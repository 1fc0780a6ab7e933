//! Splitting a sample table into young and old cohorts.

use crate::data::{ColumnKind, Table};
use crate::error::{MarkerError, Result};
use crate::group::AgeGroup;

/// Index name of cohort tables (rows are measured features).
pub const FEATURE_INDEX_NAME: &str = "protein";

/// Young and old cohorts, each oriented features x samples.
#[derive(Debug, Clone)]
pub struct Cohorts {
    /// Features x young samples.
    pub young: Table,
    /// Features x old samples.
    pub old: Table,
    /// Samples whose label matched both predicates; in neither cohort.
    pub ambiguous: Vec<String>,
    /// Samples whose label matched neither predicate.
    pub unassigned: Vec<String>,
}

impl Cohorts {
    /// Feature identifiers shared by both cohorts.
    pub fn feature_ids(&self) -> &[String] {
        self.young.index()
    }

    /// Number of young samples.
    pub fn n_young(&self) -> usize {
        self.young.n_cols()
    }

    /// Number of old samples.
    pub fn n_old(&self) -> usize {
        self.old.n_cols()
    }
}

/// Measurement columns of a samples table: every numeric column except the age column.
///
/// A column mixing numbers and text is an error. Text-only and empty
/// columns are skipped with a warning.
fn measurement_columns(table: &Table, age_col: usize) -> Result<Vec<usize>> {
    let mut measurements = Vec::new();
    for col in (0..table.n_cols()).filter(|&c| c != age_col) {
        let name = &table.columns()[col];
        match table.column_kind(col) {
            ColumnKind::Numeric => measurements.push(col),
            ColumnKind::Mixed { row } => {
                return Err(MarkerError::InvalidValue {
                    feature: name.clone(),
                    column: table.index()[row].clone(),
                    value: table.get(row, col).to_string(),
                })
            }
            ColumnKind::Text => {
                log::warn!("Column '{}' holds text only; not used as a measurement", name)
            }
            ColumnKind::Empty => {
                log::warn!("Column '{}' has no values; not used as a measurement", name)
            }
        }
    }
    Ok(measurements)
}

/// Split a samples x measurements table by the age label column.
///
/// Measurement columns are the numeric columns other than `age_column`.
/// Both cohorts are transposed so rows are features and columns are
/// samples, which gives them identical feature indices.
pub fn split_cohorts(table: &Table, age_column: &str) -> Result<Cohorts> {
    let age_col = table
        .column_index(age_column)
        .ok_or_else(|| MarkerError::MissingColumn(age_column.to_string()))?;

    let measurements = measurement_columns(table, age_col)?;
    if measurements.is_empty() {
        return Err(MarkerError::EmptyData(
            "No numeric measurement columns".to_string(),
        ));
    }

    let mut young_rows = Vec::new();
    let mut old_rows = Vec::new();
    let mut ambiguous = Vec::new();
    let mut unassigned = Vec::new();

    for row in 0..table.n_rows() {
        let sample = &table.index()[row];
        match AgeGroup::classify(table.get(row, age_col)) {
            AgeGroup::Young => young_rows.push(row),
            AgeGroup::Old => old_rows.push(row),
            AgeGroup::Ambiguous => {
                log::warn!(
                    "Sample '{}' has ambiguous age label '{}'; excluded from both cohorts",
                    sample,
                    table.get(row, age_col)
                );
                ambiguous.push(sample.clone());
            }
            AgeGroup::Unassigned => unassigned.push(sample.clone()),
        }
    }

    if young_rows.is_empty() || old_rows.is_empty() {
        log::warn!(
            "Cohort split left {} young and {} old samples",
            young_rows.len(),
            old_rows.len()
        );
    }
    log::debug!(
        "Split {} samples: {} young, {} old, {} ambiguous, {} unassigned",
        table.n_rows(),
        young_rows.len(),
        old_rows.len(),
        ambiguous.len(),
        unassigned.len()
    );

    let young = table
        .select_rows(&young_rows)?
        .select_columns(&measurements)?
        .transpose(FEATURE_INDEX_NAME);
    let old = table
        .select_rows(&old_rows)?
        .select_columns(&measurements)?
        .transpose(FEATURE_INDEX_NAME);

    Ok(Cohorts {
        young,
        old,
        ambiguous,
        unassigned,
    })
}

+++++

Problem:
What is needed is an exact copy of the line containing "unassigned.len()" and each line after it, through the final line of the entries above.

Solution below:
        unassigned.len()
    );

    let young = table
        .select_rows(&young_rows)?
        .select_columns(&measurements)?
        .transpose(FEATURE_INDEX_NAME);
    let old = table
        .select_rows(&old_rows)?
        .select_columns(&measurements)?
        .transpose(FEATURE_INDEX_NAME);

    Ok(Cohorts {
        young,
        old,
        ambiguous,
        unassigned,
    })
}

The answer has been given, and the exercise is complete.